Good post. And, I think that the main point of the article, the US empire's decline, is premature as well. Britain with a relatively small force was able to dominate India for 200 years. While the US's economic influence may be waning a bit, its military power is not. As the vast disparity of wealth deepens for US citizens, the illusion of liberal democracy becomes more untenable; the machinations of global domination, will also lose their "democratic" halo. Imperial domination will become more openly coercive.
RE: All those wars have to be PAID FOR somehow.

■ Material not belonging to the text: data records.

//! Exact cluster (branching) simulation of multivariate Hawkes processes.
//!
//! Purpose
//! -------
//! Generate exact samples from the model without thinning or rejection over
//! the full window, using the branching representation: background-rate
//! immigrants plus Poisson-distributed offspring per event, generation by
//! generation until a generation comes up empty.
//!
//! Key behaviors
//! -------------
//! - Immigrants: per process k, a Poisson(mu[k] * horizon) count of events
//!   uniform on `[0, horizon)`.
//! - Iteration: every event of the current generation feeds
//!   [`sample_offspring`] with its own excitation row; the union of the
//!   returned children is the next generation.
//! - Output: all generations unioned and assembled into a time-sorted
//!   [`HawkesData`] with a stable, deterministic tie-break.
//! - Resource caps ([`SimulationLimits`]) bound the loop; breaching one
//!   aborts with a typed error and no partial result.
//!
//! Invariants & assumptions
//! ------------------------
//! - Termination is only guaranteed almost surely for subcritical
//!   parameter sets (see `HawkesParams::max_branching_ratio`); this is a
//!   caller precondition, not something the loop verifies.
//! - All randomness flows through the caller-supplied generator, so a
//!   fixed seed reproduces the realization exactly.
//! - Single-path simulation is synchronous and single-threaded;
//!   [`simulate_many`] is the only parallel entry point and gives each
//!   worker its own generator derived from the base seed.
use crate::hawkes::core::data::{HawkesData, HawkesEvent};
use crate::hawkes::core::params::HawkesParams;
use crate::hawkes::core::validation::validate_horizon;
use crate::hawkes::errors::{HawkesError, HawkesResult};
use crate::hawkes::simulate::limits::SimulationLimits;
use crate::hawkes::simulate::offspring::sample_offspring;
use rand::Rng;
use rand::SeedableRng;
use rand::distributions::Distribution;
use rand::rngs::StdRng;
use rayon::prelude::*;
use statrs::distribution::Poisson;

/// Draw one exact realization over `[0, horizon)`.
///
/// Parameters
/// ----------
/// - `params`: validated model parameters; subcriticality is the caller's
///   responsibility (the caps below are the safety net, not a proof).
/// - `horizon`: observation window length; must be finite and > 0.
/// - `limits`: generation and total-event caps.
/// - `rng`: caller-owned generator; pass a seeded `StdRng` for
///   reproducibility.
///
/// Returns
/// -------
/// A time-sorted [`HawkesData`] realization. May be empty (no immigrants
/// were drawn).
///
/// # Errors
/// - `HawkesError::InvalidHorizon { value }` for a bad window.
/// - `HawkesError::GenerationLimitExceeded { limit }` /
///   `HawkesError::EventLimitExceeded { limit }` when a cap is breached.
pub fn simulate(
    params: &HawkesParams, horizon: f64, limits: &SimulationLimits, rng: &mut StdRng,
) -> HawkesResult<HawkesData> {
    validate_horizon(horizon)?;

    let mut accepted: Vec<HawkesEvent> = Vec::new();
    let mut current = sample_immigrants(params, horizon, rng)?;
    let mut total = current.len();
    if total > limits.max_events {
        return Err(HawkesError::EventLimitExceeded { limit: limits.max_events });
    }

    let mut generation = 0_usize;
    while !current.is_empty() {
        generation += 1;
        if generation > limits.max_generations {
            return Err(HawkesError::GenerationLimitExceeded {
                limit: limits.max_generations,
            });
        }

        let mut next: Vec<HawkesEvent> = Vec::new();
        for parent in &current {
            let children = sample_offspring(
                parent.time,
                params.excitation.row(parent.mark),
                params.decay,
                horizon,
                rng,
            )?;
            total += children.len();
            if total > limits.max_events {
                return Err(HawkesError::EventLimitExceeded { limit: limits.max_events });
            }
            next.extend(children);
        }
        accepted.append(&mut current);
        current = next;
    }

    HawkesData::from_events(accepted)
}

/// Draw `n_paths` independent realizations in parallel.
///
/// Each path owns a `StdRng` seeded with `seed + path index`, so paths are
/// independent, reproducible, and safe to run concurrently; the result
/// order matches the path index regardless of scheduling. Fails if any
/// path fails.
pub fn simulate_many(
    params: &HawkesParams, horizon: f64, limits: &SimulationLimits, n_paths: usize, seed: u64,
) -> HawkesResult<Vec<HawkesData>> {
    (0..n_paths)
        .into_par_iter()
        .map(|path| {
            let mut rng = StdRng::seed_from_u64(seed.wrapping_add(path as u64));
            simulate(params, horizon, limits, &mut rng)
        })
        .collect()
}

/// Generation zero: Poisson(mu[k] * horizon) events per process, uniform on
/// the window.
fn sample_immigrants(
    params: &HawkesParams, horizon: f64, rng: &mut StdRng,
) -> HawkesResult<Vec<HawkesEvent>> {
    let mut immigrants = Vec::new();
    for (mark, &rate) in params.background.iter().enumerate() {
        let mean = rate * horizon;
        if mean <= 0.0 {
            continue;
        }
        let count = Poisson::new(mean)?.sample(rng) as usize;
        for _ in 0..count {
            immigrants.push(HawkesEvent { time: rng.gen::<f64>() * horizon, mark });
        }
    }
    Ok(immigrants)
}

Paid for? That's what deficits are for (as long as the dollar remains the reserve currency). What won't be paid for is any kind of social safety net.
Chicken Little Alert!
China is indeed holding on to much of that debt. However, that debt is held in dollars. In other words, China's creditors are in a conflicted position. If the dollar collapses they lose hundreds of billions. OTOH, China (and the world) would be in a better position if the US could not just print money to finance their imperial projects.
RE: At that moment it's all over.
What's all over? The Soviet Union collapsed; what did they replace it with? A oligarchy so corrupt that it has few peers. Was democracy "restored" to Russia? Not at all. The direction the US is heading now (at least domestically) is like a Banana Republic: a thin layer of corrupt super rich exploiting 99% of the population - without the illusion of liberal democracy.

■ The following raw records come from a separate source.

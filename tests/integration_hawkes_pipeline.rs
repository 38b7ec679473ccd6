//! Integration tests for Hawkes simulation and likelihood evaluation.
//!
//! Purpose
//! -------
//! - Validate the end-to-end pipeline: from validated parameters, through
//!   exact cluster simulation, to likelihood evaluation of the simulated
//!   realizations.
//! - Exercise realistic parameter regimes (multivariate, cross-exciting,
//!   subcritical) rather than toy edge cases only.
//!
//! Coverage
//! --------
//! - `hawkes::core`:
//!   - `HawkesParams` construction and the branching-ratio diagnostic.
//!   - `log_likelihood` vs `log_likelihood_pairwise` on simulated data.
//!   - `intensity_at` consistency with the background floor.
//! - `hawkes::simulate`:
//!   - Single-path and parallel multi-path simulation with seeded
//!     generators and default resource caps.
//!   - Sort/bounds invariants on every output.
//!
//! Exclusions
//! ----------
//! - Fine-grained validation of low-level building blocks (validators,
//!   scratch state, error payloads); these are covered by unit tests.
//! - Statistical goodness-of-fit beyond first-moment checks; distributional
//!   properties are covered where the draws are made.
use ndarray::array;
use rand::SeedableRng;
use rand::rngs::StdRng;
use rust_pointprocess::hawkes::{
    HawkesData, HawkesParams, SimulationLimits, intensity_at, log_likelihood,
    log_likelihood_pairwise, simulate, simulate_many,
};

/// Purpose
/// -------
/// Provide a subcritical trivariate parameter set with both self- and
/// cross-excitation, representative of a realistic mutually exciting
/// system.
///
/// Configuration
/// -------------
/// - Background rates (0.5, 0.3, 0.2).
/// - Excitation rows summing to at most 0.6, so the branching ratio is
///   comfortably below one and cluster simulation terminates quickly.
/// - Decay rate 1.2.
///
/// Invariants
/// ----------
/// - Panics if `HawkesParams::new` rejects the set; this is a test-time
///   configuration error, not a runtime path under test.
fn stable_trivariate_params() -> HawkesParams {
    HawkesParams::new(
        array![0.5, 0.3, 0.2],
        array![
            [0.25, 0.10, 0.05],
            [0.05, 0.30, 0.10],
            [0.10, 0.10, 0.20]
        ],
        1.2,
    )
    .expect("HawkesParams::new should accept a subcritical parameter set")
}

/// Purpose
/// -------
/// Assert the realization invariants every simulation output must satisfy:
/// non-decreasing times, all within `[0, horizon)`, marks within the
/// parameter dimension.
fn assert_realization_invariants(data: &HawkesData, params: &HawkesParams, horizon: f64) {
    for i in 0..data.len() {
        let time = data.times[i];
        assert!(
            (0.0..horizon).contains(&time),
            "event {i} at {time} outside [0, {horizon})"
        );
        assert!(data.marks[i] < params.dim(), "event {i} has out-of-range mark");
        if i > 0 {
            assert!(data.times[i - 1] <= time, "event {i} breaks the time ordering");
        }
    }
}

#[test]
// Purpose
// -------
// Simulated realizations from a subcritical trivariate model satisfy the
// sort/bounds invariants and evaluate to identical log-likelihoods under
// the recursive engine and the pairwise oracle.
//
// Given
// -----
// - `stable_trivariate_params()`, horizon 30, several seeds.
//
// Expect
// ------
// - Invariants hold for every realization; the two evaluations agree
//   within 1e-9 relative for every non-empty realization.
fn simulate_then_evaluate_agrees_with_pairwise_oracle() {
    let params = stable_trivariate_params();
    let limits = SimulationLimits::default();
    let horizon = 30.0;

    assert!(params.max_branching_ratio() < 1.0);

    for seed in [3_u64, 17, 29, 101] {
        let mut rng = StdRng::seed_from_u64(seed);
        let data = simulate(&params, horizon, &limits, &mut rng)
            .expect("subcritical simulation should stay within default caps");

        assert_realization_invariants(&data, &params, horizon);
        if data.is_empty() {
            continue;
        }

        let recursive = log_likelihood(&data, &params, horizon)
            .expect("likelihood should be defined for positive background rates");
        let pairwise = log_likelihood_pairwise(&data, &params, horizon).unwrap();

        assert!(
            (recursive - pairwise).abs() <= 1e-9 * pairwise.abs().max(1.0),
            "seed {seed}: recursive {recursive} vs pairwise {pairwise}"
        );
        assert!(recursive.is_finite());
    }
}

#[test]
// Purpose
// -------
// The pure-Poisson scenario composes end to end: with zero excitation the
// simulated realizations are immigrant-only and their likelihood matches
// the closed-form Poisson expression exactly.
//
// Given
// -----
// - mu = [1.0], A = [[0.0]], theta = 1.0, T = 10.0, several seeds.
//
// Expect
// ------
// - For every non-empty realization of N events,
//   `log_likelihood == N ln(1.0) - 1.0 * 10.0 == -10.0` within 1e-12.
fn pure_poisson_realizations_match_closed_form() {
    let params = HawkesParams::new(array![1.0], array![[0.0]], 1.0).unwrap();
    let limits = SimulationLimits::default();
    let horizon = 10.0;

    for seed in [1_u64, 8, 21] {
        let mut rng = StdRng::seed_from_u64(seed);
        let data = simulate(&params, horizon, &limits, &mut rng).unwrap();

        assert_realization_invariants(&data, &params, horizon);
        if data.is_empty() {
            continue;
        }

        let expected = data.len() as f64 * 1.0_f64.ln() - 1.0 * horizon;
        let loglik = log_likelihood(&data, &params, horizon).unwrap();
        assert!(
            (loglik - expected).abs() < 1e-12,
            "seed {seed}: loglik {loglik} vs closed form {expected}"
        );
    }
}

#[test]
// Purpose
// -------
// Parallel multi-path simulation composes with evaluation: every path is
// a valid realization and evaluates consistently under both engines.
//
// Given
// -----
// - 8 paths of the trivariate model over horizon 15 with base seed 400.
//
// Expect
// ------
// - 8 realizations, all satisfying the invariants; recursive and pairwise
//   evaluations agree on each non-empty path.
fn parallel_paths_evaluate_consistently() {
    let params = stable_trivariate_params();
    let limits = SimulationLimits::default();
    let horizon = 15.0;

    let realizations = simulate_many(&params, horizon, &limits, 8, 400).unwrap();
    assert_eq!(realizations.len(), 8);

    for data in &realizations {
        assert_realization_invariants(data, &params, horizon);
        if data.is_empty() {
            continue;
        }
        let recursive = log_likelihood(data, &params, horizon).unwrap();
        let pairwise = log_likelihood_pairwise(data, &params, horizon).unwrap();
        assert!((recursive - pairwise).abs() <= 1e-9 * pairwise.abs().max(1.0));
    }
}

#[test]
// Purpose
// -------
// Intensity queries on simulated histories respect the background floor
// (non-negative excitation can only raise the intensity) and reduce to the
// background exactly at time zero.
//
// Given
// -----
// - One simulated trivariate realization; queries at t = 0 and at several
//   interior times.
//
// Expect
// ------
// - `intensity_at(.., 0.0) == mu`; every queried intensity is >= mu
//   elementwise.
fn intensity_queries_respect_background_floor() {
    let params = stable_trivariate_params();
    let limits = SimulationLimits::default();
    let mut rng = StdRng::seed_from_u64(77);
    let data = simulate(&params, 20.0, &limits, &mut rng).unwrap();

    let at_zero = intensity_at(&data, &params, 0.0).unwrap();
    assert_eq!(at_zero, params.background);

    for t in [1.0, 5.0, 12.5, 19.9] {
        let lambda = intensity_at(&data, &params, t).unwrap();
        for k in 0..params.dim() {
            assert!(
                lambda[k] >= params.background[k],
                "lambda[{k}] = {} fell below the background rate at t = {t}",
                lambda[k]
            );
        }
    }
}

What will be different for the vast majority of US citizens? Nothing, it will be more of the same: the continuation of the decline in our standard of living.

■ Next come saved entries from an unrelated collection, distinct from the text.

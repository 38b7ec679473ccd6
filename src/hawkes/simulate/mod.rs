//! simulate: exact branching simulation of the Hawkes model.
//!
//! Purpose
//! -------
//! Bundle the cluster-representation sampler: the per-parent offspring draw
//! ([`sample_offspring`]), the generation loop that unions offspring into a
//! sorted realization ([`simulate`], [`simulate_many`]), and the validated
//! resource caps ([`SimulationLimits`]) that bound the loop under unstable
//! parameters.
//!
//! Conventions
//! -----------
//! - All randomness flows through explicit, caller-owned `StdRng` handles;
//!   there is no process-global generator state anywhere in the stack.
//! - Simulation and likelihood evaluation never call each other; feeding a
//!   simulated realization into `core::log_likelihood` is a caller-side
//!   composition (exercised by the integration tests).
pub mod cluster;
pub mod limits;
pub mod offspring;

pub use self::cluster::{simulate, simulate_many};
pub use self::limits::SimulationLimits;
pub use self::offspring::sample_offspring;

Russia, never had democracy! and whats so great about democracy anyway. Like any other system your either in or out!
Yep democracy sure was great in the US. if you were on the inside of the power structure..
>^^<
How are you liking the new handle?
Thanks, ryski, for pointing out mistakes in the article by "historians" McCoy and Reilly.
Apparently, historians can be as screwed up as economists.
Why no mention of overwhelming support for Israel as the central client state in the middle east???
Funny how that was omitted.
Dialog from the movie Syriana seems apt:
“Corruption charges...corruption? Corruption is government intrusion into market efficiencies in the form of regulation. That’s Milton Friedman. He got a goddamn Nobel Prize. We have laws against it precisely so we can get away with it. Corruption is our protection. Corruption keeps us safe and warm. Corruption is why you and I are prancing around in here instead of fighting over scraps of meat out in the street. Corruption...is why we win.”
- Tim Blake Nelson as Danny Dalton to Jeffrey Wright as Bennett Holiday
An excellent painful but satisfying article
This was a mostly good article with a lot of history which many of us are fairly well acquainted with, such as Chomsky's many books. My problem with the article is with the conclusions. The bit about "the nation’s capital is now writhing in fiscal crisis, the coin of the realm is losing its creditworthiness" is overstatement and fear-mongering. Ending with the "Washington on the rocks" bs simply piles on further hysteria. The author should stick to history. His crystal ball is cracked. I doubt if he's ever heard of macro-economics.